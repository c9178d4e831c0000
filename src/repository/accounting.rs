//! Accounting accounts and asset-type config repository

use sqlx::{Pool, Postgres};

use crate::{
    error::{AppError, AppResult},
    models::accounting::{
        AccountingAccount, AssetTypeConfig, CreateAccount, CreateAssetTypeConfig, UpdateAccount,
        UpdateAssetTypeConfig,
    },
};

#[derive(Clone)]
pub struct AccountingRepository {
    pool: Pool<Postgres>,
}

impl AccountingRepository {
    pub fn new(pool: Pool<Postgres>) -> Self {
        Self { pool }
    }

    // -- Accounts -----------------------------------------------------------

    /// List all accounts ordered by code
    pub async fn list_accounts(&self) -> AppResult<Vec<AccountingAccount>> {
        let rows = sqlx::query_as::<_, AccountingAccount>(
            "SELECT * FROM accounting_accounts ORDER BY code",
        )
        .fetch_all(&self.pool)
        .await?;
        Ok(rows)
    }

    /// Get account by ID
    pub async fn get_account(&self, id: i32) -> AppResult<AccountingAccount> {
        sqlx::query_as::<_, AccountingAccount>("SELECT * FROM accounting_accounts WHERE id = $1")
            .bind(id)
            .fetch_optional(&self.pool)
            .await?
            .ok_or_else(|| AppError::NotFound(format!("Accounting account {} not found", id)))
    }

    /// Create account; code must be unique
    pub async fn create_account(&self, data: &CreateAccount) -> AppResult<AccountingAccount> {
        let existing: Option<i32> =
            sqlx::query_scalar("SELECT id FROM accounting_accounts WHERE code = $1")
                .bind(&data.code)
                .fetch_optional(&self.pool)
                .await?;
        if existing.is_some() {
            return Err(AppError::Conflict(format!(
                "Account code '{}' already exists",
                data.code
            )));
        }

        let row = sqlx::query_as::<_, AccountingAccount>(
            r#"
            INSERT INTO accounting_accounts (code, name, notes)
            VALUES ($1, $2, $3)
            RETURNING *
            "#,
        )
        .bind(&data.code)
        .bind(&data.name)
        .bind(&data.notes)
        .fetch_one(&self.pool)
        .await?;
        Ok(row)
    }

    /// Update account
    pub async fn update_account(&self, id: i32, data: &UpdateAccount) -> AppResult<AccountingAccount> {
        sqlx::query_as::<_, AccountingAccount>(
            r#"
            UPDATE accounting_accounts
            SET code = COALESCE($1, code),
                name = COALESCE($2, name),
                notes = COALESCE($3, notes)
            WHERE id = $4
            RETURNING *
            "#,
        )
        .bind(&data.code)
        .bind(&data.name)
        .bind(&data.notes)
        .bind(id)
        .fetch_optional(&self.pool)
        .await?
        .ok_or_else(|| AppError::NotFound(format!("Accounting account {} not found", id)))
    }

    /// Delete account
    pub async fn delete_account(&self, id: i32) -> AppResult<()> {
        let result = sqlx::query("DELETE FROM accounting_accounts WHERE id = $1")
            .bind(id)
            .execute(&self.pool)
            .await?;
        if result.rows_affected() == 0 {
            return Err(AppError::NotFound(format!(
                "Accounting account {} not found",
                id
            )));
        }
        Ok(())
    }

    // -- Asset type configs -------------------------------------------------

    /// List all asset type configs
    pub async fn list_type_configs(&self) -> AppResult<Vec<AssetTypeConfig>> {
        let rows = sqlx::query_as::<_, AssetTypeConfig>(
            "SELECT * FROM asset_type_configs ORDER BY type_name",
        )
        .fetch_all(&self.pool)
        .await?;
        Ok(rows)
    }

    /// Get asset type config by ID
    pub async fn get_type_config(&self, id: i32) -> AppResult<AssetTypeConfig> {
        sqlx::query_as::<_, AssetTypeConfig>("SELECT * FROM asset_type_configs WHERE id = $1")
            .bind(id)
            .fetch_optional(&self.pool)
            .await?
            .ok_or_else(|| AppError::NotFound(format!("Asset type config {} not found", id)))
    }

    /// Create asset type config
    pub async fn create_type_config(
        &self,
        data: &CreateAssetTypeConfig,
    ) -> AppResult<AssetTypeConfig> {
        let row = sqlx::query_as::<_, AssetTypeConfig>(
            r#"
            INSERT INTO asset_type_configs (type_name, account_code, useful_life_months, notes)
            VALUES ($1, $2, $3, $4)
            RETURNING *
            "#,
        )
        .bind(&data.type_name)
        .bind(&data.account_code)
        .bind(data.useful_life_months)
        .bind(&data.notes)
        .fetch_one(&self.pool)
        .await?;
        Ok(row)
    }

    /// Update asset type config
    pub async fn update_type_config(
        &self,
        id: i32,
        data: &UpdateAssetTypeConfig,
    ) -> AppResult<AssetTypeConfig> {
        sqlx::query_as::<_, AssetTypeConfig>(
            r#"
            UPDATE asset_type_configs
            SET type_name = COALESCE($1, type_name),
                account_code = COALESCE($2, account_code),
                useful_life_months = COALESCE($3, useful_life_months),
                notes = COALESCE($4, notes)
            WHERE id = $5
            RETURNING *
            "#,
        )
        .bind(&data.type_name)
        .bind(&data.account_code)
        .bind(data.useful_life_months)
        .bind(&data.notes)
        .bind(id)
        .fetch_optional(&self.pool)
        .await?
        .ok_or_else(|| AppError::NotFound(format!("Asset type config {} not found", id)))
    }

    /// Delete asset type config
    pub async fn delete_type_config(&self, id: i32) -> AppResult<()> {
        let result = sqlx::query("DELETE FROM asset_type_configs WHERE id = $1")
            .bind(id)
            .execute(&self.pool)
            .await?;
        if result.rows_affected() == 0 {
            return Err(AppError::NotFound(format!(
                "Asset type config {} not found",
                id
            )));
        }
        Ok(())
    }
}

TASK DIRECTIONS: Each line in the listing needs to be copied exactly.

EXERCISE RESPONSE:
repository c9178d4e831c0000
filename src/repository/accounting.rs
//! Accounting accounts and asset-type config repository

use sqlx::{Pool, Postgres};

use crate::{
    error::{AppError, AppResult},
    models::accounting::{
        AccountingAccount, AssetTypeConfig, CreateAccount, CreateAssetTypeConfig, UpdateAccount,
        UpdateAssetTypeConfig,
    },
};

#[derive(Clone)]
pub struct AccountingRepository {
    pool: Pool<Postgres>,
}

impl AccountingRepository {
    pub fn new(pool: Pool<Postgres>) -> Self {
        Self { pool }
    }

    // -- Accounts -----------------------------------------------------------

    /// List all accounts ordered by code
    pub async fn list_accounts(&self) -> AppResult<Vec<AccountingAccount>> {
        let rows = sqlx::query_as::<_, AccountingAccount>(
            "SELECT * FROM accounting_accounts ORDER BY code",
        )
        .fetch_all(&self.pool)
        .await?;
        Ok(rows)
    }

    /// Get account by ID
    pub async fn get_account(&self, id: i32) -> AppResult<AccountingAccount> {
        sqlx::query_as::<_, AccountingAccount>("SELECT * FROM accounting_accounts WHERE id = $1")
            .bind(id)
            .fetch_optional(&self.pool)
            .await?
            .ok_or_else(|| AppError::NotFound(format!("Accounting account {} not found", id)))
    }

    /// Create account; code must be unique
    pub async fn create_account(&self, data: &CreateAccount) -> AppResult<AccountingAccount> {
        let existing: Option<i32> =
            sqlx::query_scalar("SELECT id FROM accounting_accounts WHERE code = $1")
                .bind(&data.code)
                .fetch_optional(&self.pool)
                .await?;
        if existing.is_some() {
            return Err(AppError::Conflict(format!(
                "Account code '{}' already exists",
                data.code
            )));
        }

        let row = sqlx::query_as::<_, AccountingAccount>(
            r#"
            INSERT INTO accounting_accounts (code, name, notes)
            VALUES ($1, $2, $3)
            RETURNING *
            "#,
        )
        .bind(&data.code)
        .bind(&data.name)
        .bind(&data.notes)
        .fetch_one(&self.pool)
        .await?;
        Ok(row)
    }

    /// Update account
    pub async fn update_account(&self, id: i32, data: &UpdateAccount) -> AppResult<AccountingAccount> {
        sqlx::query_as::<_, AccountingAccount>(
            r#"
            UPDATE accounting_accounts
            SET code = COALESCE($1, code),
                name = COALESCE($2, name),
                notes = COALESCE($3, notes)
            WHERE id = $4
            RETURNING *
            "#,
        )
        .bind(&data.code)
        .bind(&data.name)
        .bind(&data.notes)
        .bind(id)
        .fetch_optional(&self.pool)
        .await?
        .ok_or_else(|| AppError::NotFound(format!("Accounting account {} not found", id)))
    }

    /// Delete account
    pub async fn delete_account(&self, id: i32) -> AppResult<()> {
        let result = sqlx::query("DELETE FROM accounting_accounts WHERE id = $1")
            .bind(id)
            .execute(&self.pool)
            .await?;
        if result.rows_affected() == 0 {
            return Err(AppError::NotFound(format!(
                "Accounting account {} not found",
                id
            )));
        }
        Ok(())
    }

    // -- Asset type configs -------------------------------------------------

    /// List all asset type configs
    pub async fn list_type_configs(&self) -> AppResult<Vec<AssetTypeConfig>> {
        let rows = sqlx::query_as::<_, AssetTypeConfig>(
            "SELECT * FROM asset_type_configs ORDER BY type_name",
        )
        .fetch_all(&self.pool)
        .await?;
        Ok(rows)
    }

    /// Get asset type config by ID
    pub async fn get_type_config(&self, id: i32) -> AppResult<AssetTypeConfig> {
        sqlx::query_as::<_, AssetTypeConfig>("SELECT * FROM asset_type_configs WHERE id = $1")
            .bind(id)
            .fetch_optional(&self.pool)
            .await?
            .ok_or_else(|| AppError::NotFound(format!("Asset type config {} not found", id)))
    }

    /// Create asset type config
    pub async fn create_type_config(
        &self,
        data: &CreateAssetTypeConfig,
    ) -> AppResult<AssetTypeConfig> {
        let row = sqlx::query_as::<_, AssetTypeConfig>(
            r#"
            INSERT INTO asset_type_configs (type_name, account_code, useful_life_months, notes)
            VALUES ($1, $2, $3, $4)
            RETURNING *
            "#,
        )
        .bind(&data.type_name)
        .bind(&data.account_code)
        .bind(data.useful_life_months)
        .bind(&data.notes)
        .fetch_one(&self.pool)
        .await?;
        Ok(row)
    }

    /// Update asset type config
    pub async fn update_type_config(
        &self,
        id: i32,
        data: &UpdateAssetTypeConfig,
    ) -> AppResult<AssetTypeConfig> {
        sqlx::query_as::<_, AssetTypeConfig>(
            r#"
            UPDATE asset_type_configs
            SET type_name = COALESCE($1, type_name),
                account_code = COALESCE($2, account_code),
                useful_life_months = COALESCE($3, useful_life_months),
                notes = COALESCE($4, notes)
            WHERE id = $5
            RETURNING *
            "#,
        )
        .bind(&data.type_name)
        .bind(&data.account_code)
        .bind(data.useful_life_months)
        .bind(&data.notes)
        .bind(id)
        .fetch_optional(&self.pool)
        .await?
        .ok_or_else(|| AppError::NotFound(format!("Asset type config {} not found", id)))
    }

    /// Delete asset type config
    pub async fn delete_type_config(&self, id: i32) -> AppResult<()> {
        let result = sqlx::query("DELETE FROM asset_type_configs WHERE id = $1")
            .bind(id)
            .execute(&self.pool)
            .await?;
        if result.rows_affected() == 0 {
            return Err(AppError::NotFound(format!(
                "Asset type config {} not found",
                id
            )));
        }
        Ok(())
    }
}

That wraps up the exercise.